▶ _WHAT TO WORK ON_
Answer with one figure only, the number of lines below in which "confirmation" occurs.

▶ _GIVEN INFORMATION_
>>
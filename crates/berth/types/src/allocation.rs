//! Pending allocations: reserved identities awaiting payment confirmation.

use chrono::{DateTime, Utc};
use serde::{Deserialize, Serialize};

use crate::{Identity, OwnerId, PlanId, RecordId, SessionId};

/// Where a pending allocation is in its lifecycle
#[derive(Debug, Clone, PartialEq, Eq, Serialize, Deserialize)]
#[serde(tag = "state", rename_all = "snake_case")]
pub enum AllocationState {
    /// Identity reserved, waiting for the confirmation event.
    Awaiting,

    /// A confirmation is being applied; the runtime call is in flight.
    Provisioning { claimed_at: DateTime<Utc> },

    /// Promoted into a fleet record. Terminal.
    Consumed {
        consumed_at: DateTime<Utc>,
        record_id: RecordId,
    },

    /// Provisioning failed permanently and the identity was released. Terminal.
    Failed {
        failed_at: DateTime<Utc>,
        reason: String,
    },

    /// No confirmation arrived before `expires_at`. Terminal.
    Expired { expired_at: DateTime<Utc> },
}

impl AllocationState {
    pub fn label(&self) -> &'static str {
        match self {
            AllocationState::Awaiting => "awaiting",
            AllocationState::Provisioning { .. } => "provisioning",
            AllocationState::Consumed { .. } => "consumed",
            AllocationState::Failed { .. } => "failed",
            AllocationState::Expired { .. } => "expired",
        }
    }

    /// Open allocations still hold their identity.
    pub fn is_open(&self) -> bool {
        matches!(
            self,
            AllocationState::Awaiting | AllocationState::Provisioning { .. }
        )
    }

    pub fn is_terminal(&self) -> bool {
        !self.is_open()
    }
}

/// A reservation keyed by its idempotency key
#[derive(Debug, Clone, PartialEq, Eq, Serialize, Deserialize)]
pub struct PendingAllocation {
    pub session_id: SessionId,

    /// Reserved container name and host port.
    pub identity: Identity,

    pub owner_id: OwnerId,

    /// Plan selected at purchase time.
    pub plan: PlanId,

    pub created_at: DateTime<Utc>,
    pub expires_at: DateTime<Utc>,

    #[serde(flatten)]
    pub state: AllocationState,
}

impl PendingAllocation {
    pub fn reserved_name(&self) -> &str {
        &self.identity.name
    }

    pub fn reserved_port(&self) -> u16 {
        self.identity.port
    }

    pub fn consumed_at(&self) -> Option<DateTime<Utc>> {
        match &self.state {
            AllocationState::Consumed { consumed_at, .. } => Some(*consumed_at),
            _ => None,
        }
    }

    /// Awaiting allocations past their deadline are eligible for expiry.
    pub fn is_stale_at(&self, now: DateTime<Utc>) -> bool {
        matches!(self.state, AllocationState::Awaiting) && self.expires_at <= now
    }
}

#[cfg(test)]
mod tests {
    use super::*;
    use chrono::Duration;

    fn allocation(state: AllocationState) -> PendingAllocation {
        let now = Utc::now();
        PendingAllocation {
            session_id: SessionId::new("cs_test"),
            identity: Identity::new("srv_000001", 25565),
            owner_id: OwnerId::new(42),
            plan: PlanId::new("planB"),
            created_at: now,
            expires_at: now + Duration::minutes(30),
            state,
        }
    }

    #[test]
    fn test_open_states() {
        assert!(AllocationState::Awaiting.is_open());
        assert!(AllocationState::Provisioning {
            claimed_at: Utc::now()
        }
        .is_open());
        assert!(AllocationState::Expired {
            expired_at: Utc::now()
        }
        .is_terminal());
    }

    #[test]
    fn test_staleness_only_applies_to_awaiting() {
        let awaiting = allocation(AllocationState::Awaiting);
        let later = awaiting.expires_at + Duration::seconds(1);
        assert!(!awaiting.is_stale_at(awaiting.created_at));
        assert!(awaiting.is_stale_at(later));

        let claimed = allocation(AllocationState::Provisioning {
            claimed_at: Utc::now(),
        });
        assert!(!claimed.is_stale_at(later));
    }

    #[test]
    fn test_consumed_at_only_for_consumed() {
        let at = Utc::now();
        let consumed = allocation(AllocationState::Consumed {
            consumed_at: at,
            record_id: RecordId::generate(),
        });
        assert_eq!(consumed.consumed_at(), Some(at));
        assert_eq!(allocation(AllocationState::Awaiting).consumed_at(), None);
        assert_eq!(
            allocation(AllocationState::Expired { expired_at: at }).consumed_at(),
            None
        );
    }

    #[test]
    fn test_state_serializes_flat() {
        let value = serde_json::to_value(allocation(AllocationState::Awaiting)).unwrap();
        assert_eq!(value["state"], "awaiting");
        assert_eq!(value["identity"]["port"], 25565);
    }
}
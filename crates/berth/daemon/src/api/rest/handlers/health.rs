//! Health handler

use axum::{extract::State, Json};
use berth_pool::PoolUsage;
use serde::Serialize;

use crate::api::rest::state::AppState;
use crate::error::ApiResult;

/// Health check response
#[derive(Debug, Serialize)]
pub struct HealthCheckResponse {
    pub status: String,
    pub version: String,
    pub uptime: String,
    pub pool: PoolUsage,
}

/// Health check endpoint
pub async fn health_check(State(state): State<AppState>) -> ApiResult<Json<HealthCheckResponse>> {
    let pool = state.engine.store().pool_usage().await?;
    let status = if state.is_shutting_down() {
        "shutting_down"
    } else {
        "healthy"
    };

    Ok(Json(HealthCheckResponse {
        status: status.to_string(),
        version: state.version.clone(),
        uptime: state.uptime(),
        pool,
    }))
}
<<
▶ _EXERCISE RESPONSE_
4